Una eredità del Covid-19 sarà quella di spingere e diffondere il telelavoro, o smart working. Di Tullio e Pisacane danno conto dei risultati di un’indagine condotta sui ricercatori del Consiglio Nazionale delle Ricerche e dell’Istituto Nazionale di Geofisica e Vucanologia durante il periodo di lockdown, dei vantaggi e delle difficoltà incontrate. Ne risulta, nel  complesso, un bilancio positivo.

A fine aprile, secondo le stime del Ministero del Lavoro, i dipendenti della Pubblica Amministrazione in “Smart Working (SW)” risultavano  1.800.000 rispetto a poco più di 200.000 prima dell’emergenza Covid-19.

Con l’approvazione del DL Rilancio, lo Smart Working (SW) è stato prorogato fino al 31 dicembre 2020 per il 50% dei dipendenti della pubblica amministrazione con mansioni che possono essere svolte da casa. Inoltre, con l’introduzione del “Piano organizzativo del lavoro agile”, si prevede che la percentuale dei lavoratori in SW salirà a circa il 60% dei dipendenti dal primo gennaio 2021.

Le opinioni riguardo l’attuazione dello SW sono e sono state, in particolar modo negli ultimi mesi, piuttosto discordanti, sia nel mondo della Pubblica Amministrazione sia nel settore della ricerca. In quest’area specifica, fatti salvi contesti di lavoro laboratoriale in cui è necessaria la presenza in loco, la maggior parte delle attività di studio, redazione, scrittura di articoli e report possono essere realizzate in modalità smart.

L’indagine sui ricercatori in SW: un bilancio positivo

Con l’obiettivo di esplorare dinamiche, raccogliere opinioni e comprendere le difficoltà vissute da chi ha lavorato da casa nel periodo marzo-giugno 2020, l’IRPPS-CNR ha condotto l’indagine “Smart Working e questione di genere”, rivolgendosi ai dipendenti del Consiglio Nazionale delle Ricerche (CNR) e dell’Istituto Nazionale di Geofisica e Vulcanologia (INGV) con un questionario on line che ha raccolto 2628 risposte nei due enti (circa 1/3 dei dipendenti totali), di cui il 45% è rappresentato da uomini e il 55% da donne.

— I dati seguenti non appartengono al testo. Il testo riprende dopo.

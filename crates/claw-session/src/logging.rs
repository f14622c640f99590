//! Tracing subscriber setup.

use tracing_subscriber::{EnvFilter, fmt, prelude::*};

use crate::config::{LogFormat, LoggingConfig};
use crate::error::SessionError;

/// Install the global tracing subscriber.
///
/// `RUST_LOG` overrides `config.level` when set.
pub fn init_tracing(config: &LoggingConfig) -> Result<(), SessionError> {
    let filter = EnvFilter::try_from_default_env()
        .or_else(|_| EnvFilter::try_new(&config.level))
        .map_err(|e| SessionError::Config(format!("invalid log level '{}': {e}", config.level)))?;

    let registry = tracing_subscriber::registry().with(filter);
    let result = match config.format {
        LogFormat::Json => registry
            .with(fmt::layer().json().with_target(true))
            .try_init(),
        LogFormat::Pretty => registry.with(fmt::layer().with_target(true)).try_init(),
    };

    result.map_err(|e| SessionError::Config(format!("failed to install subscriber: {e}")))
}
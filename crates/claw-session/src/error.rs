//! Error types for claw-session.

use thiserror::Error;

/// Errors returned by the session library.
///
/// The connection manager itself never surfaces these to callers of
/// `connect`/`disconnect`/`send_message`; they appear at the configuration
/// and identity boundaries.
#[derive(Debug, Error)]
pub enum SessionError {
    /// Identity was empty or whitespace only.
    #[error("identity must not be empty")]
    EmptyIdentity,

    /// Configuration error.
    #[error("configuration error: {0}")]
    Config(String),

    /// A session URL could not be built.
    #[error("invalid session url: {0}")]
    InvalidUrl(#[from] url::ParseError),

    /// IO error.
    #[error("io error: {0}")]
    Io(#[from] std::io::Error),
}

/// Errors raised by a transport.
///
/// Cloneable so a failure can be fanned out to every handler as part of an
/// [`crate::ConnectionEvent::Error`].
#[derive(Debug, Clone, PartialEq, Eq, Error)]
pub enum TransportError {
    /// The transport could not be constructed at all.
    #[error("transport construction failed: {0}")]
    Construction(String),

    /// The connection handshake failed.
    #[error("connect failed: {0}")]
    Connect(String),

    /// The peer violated the framing protocol or the socket failed mid-stream.
    #[error("protocol error: {0}")]
    Protocol(String),

    /// The transport is already closed.
    #[error("transport closed")]
    Closed,

    /// Writing an outbound frame failed.
    #[error("send failed: {0}")]
    Send(String),
}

Complessivamente, come riporta la figura 1, l’esperienza di SW è stata valutata positivamente dal 72% del totale dei rispondenti.

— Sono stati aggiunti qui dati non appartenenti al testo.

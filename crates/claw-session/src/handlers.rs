//! Observer registry with per-handler failure isolation.

use std::any::Any;
use std::panic::{self, AssertUnwindSafe};
use std::sync::Arc;

use parking_lot::RwLock;
use tracing::{error, trace};

use crate::events::ConnectionEvent;

/// Observer of session events.
///
/// A handler that returns an error or panics is logged and skipped; the
/// remaining handlers still see the event.
pub trait ConnectionHandler: Send + Sync {
    /// React to a session event.
    fn handle(&self, event: &ConnectionEvent) -> anyhow::Result<()>;
}

impl<F> ConnectionHandler for F
where
    F: Fn(&ConnectionEvent) -> anyhow::Result<()> + Send + Sync,
{
    fn handle(&self, event: &ConnectionEvent) -> anyhow::Result<()> {
        self(event)
    }
}

/// Unordered set of handlers, keyed by `Arc` identity.
#[derive(Default)]
pub struct HandlerRegistry {
    handlers: RwLock<Vec<Arc<dyn ConnectionHandler>>>,
}

impl HandlerRegistry {
    /// Create an empty registry.
    #[must_use]
    pub fn new() -> Self {
        Self::default()
    }

    /// Register a handler. Returns `false` if this exact handler is already present.
    pub fn add(&self, handler: Arc<dyn ConnectionHandler>) -> bool {
        let mut handlers = self.handlers.write();
        if handlers.iter().any(|h| same_handler(h, &handler)) {
            return false;
        }
        handlers.push(handler);
        true
    }

    /// Unregister a handler. Returns `false` if it was not registered.
    pub fn remove(&self, handler: &Arc<dyn ConnectionHandler>) -> bool {
        let mut handlers = self.handlers.write();
        let before = handlers.len();
        handlers.retain(|h| !same_handler(h, handler));
        handlers.len() != before
    }

    /// Number of registered handlers.
    #[must_use]
    pub fn len(&self) -> usize {
        self.handlers.read().len()
    }

    /// Whether no handlers are registered.
    #[must_use]
    pub fn is_empty(&self) -> bool {
        self.handlers.read().is_empty()
    }

    /// Deliver `event` to every handler registered at the time of the call.
    ///
    /// Returns the number of handlers that failed.
    pub fn notify(&self, event: &ConnectionEvent) -> usize {
        // Snapshot so handlers can add or remove handlers while being called.
        let snapshot: Vec<Arc<dyn ConnectionHandler>> = self.handlers.read().clone();
        trace!(kind = event.kind(), handlers = snapshot.len(), "notifying handlers");

        let mut failures = 0;
        for handler in snapshot {
            match panic::catch_unwind(AssertUnwindSafe(|| handler.handle(event))) {
                Ok(Ok(())) => {}
                Ok(Err(e)) => {
                    failures += 1;
                    error!(kind = event.kind(), error = %e, "session handler failed");
                }
                Err(payload) => {
                    failures += 1;
                    error!(
                        kind = event.kind(),
                        panic = panic_message(payload.as_ref()),
                        "session handler panicked"
                    );
                }
            }
        }
        failures
    }
}

fn same_handler(a: &Arc<dyn ConnectionHandler>, b: &Arc<dyn ConnectionHandler>) -> bool {
    std::ptr::eq(Arc::as_ptr(a).cast::<()>(), Arc::as_ptr(b).cast::<()>())
}

fn panic_message(payload: &(dyn Any + Send)) -> &str {
    if let Some(s) = payload.downcast_ref::<&str>() {
        s
    } else if let Some(s) = payload.downcast_ref::<String>() {
        s
    } else {
        "non-string panic payload"
    }
}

Tra i fattori positivi maggiormente riscontrati, i rispondenti hanno evidenziato: la tempestività nel portare avanti attività lavorative senza scadenza (89%); la facilità nel dialogare a distanza con colleghi e responsabili (82%); la suddivisione del giorno in tempo lavorato e tempo libero (75%); il risparmio di tempo negli spostamenti (67%); la flessibilità lavorativa (50%); la maggior concentrazione negli ambienti domestici (28%). Di contro, sebbene con percentuali decisamente minori, sono stati rilevati diversi fattori negativi: la perdita di socialità con i colleghi (67%); la difficoltà di conciliare attività lavorative e familiari (60%); la mancanza del clima di lavoro di laboratorio/istituto, non riproducibile da remoto (43%); la sensazione di essere confinati nell’ambiente domestico (24%), l’impossibilità di poter accedere ai dati e/o programmi contenuti nel pc della postazione in ufficio (10%).

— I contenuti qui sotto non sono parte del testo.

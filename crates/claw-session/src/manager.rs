//! Identity-bound connection manager.
//!
//! [`ConnectionManager`] owns the single transport, the bound identity, the
//! connection state machine and the retry timer. Every transition (API
//! calls, transport callbacks and timer firings) runs under one lock, so no
//! two transitions interleave.
//!
//! Events produced by transitions are appended to an outbox under that same
//! lock and delivered in outbox order by whichever caller finds no delivery
//! in progress. Handlers therefore see events in transition order, run
//! without the lock held, and may call back into the manager; events caused
//! by such a call are delivered after the current handler returns.

use std::collections::VecDeque;
use std::fmt;
use std::sync::{Arc, Weak};

use parking_lot::{Mutex, MutexGuard};
use serde::Serialize;
use serde_json::Value;
use tracing::{debug, error, info, warn};

use crate::config::{EndpointConfig, SessionConfig};
use crate::error::TransportError;
use crate::events::ConnectionEvent;
use crate::handlers::HandlerRegistry;
use crate::reconnect::{ReconnectScheduler, RetryTarget};
use crate::state::{ConnectionState, ConnectionStatus, Identity};
use crate::transport::{
    CLOSE_NORMAL, CloseInfo, Connector, Transport, TransportEvent, TransportEventSink,
    TransportEvents,
};
use crate::ws::WsConnector;

/// Close reason sent on an explicit disconnect.
pub const DISCONNECT_REASON: &str = "client disconnect";
/// Close reason sent when a new identity replaces the bound one.
pub const IDENTITY_CHANGED_REASON: &str = "identity changed";
/// Close reason sent when a pending connection is replaced for the same identity.
pub const SUPERSEDED_REASON: &str = "superseded";

/// Cloneable handle to the process-wide session.
///
/// Build one at startup and pass clones to whatever needs the connection.
#[derive(Clone)]
pub struct ConnectionManager {
    shared: Arc<Shared>,
}

struct Shared {
    endpoint: EndpointConfig,
    connector: Arc<dyn Connector>,
    handlers: HandlerRegistry,
    inner: Mutex<Inner>,
    this: Weak<Shared>,
}

struct Inner {
    state: ConnectionState,
    identity: Option<Identity>,
    transport: Option<Box<dyn Transport>>,
    /// Bumped for every transport; events from older ones are dropped.
    generation: u64,
    scheduler: ReconnectScheduler,
    /// Events waiting for delivery, in transition order.
    outbox: VecDeque<ConnectionEvent>,
    /// Set while some caller is draining `outbox`.
    delivering: bool,
}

Alcune opinioni significative

Il questionario realizzato dall’IRPPS ha inoltre previsto un campo aperto per i commenti liberi, dalla cui analisi emergono aspetti significativi e spunti di riflessioni che i decisori politici dovranno considerareper assicurare la qualità della performance scientifica. Infatti, come riportano queste testimonianze, nonostante che nel complesso la valutazione dello SW sia piuttosto positiva, alcuni aspetti, come il mutamento di opinione man mano che si prolunga l’esprienza di SW, vanno analizzati con cura.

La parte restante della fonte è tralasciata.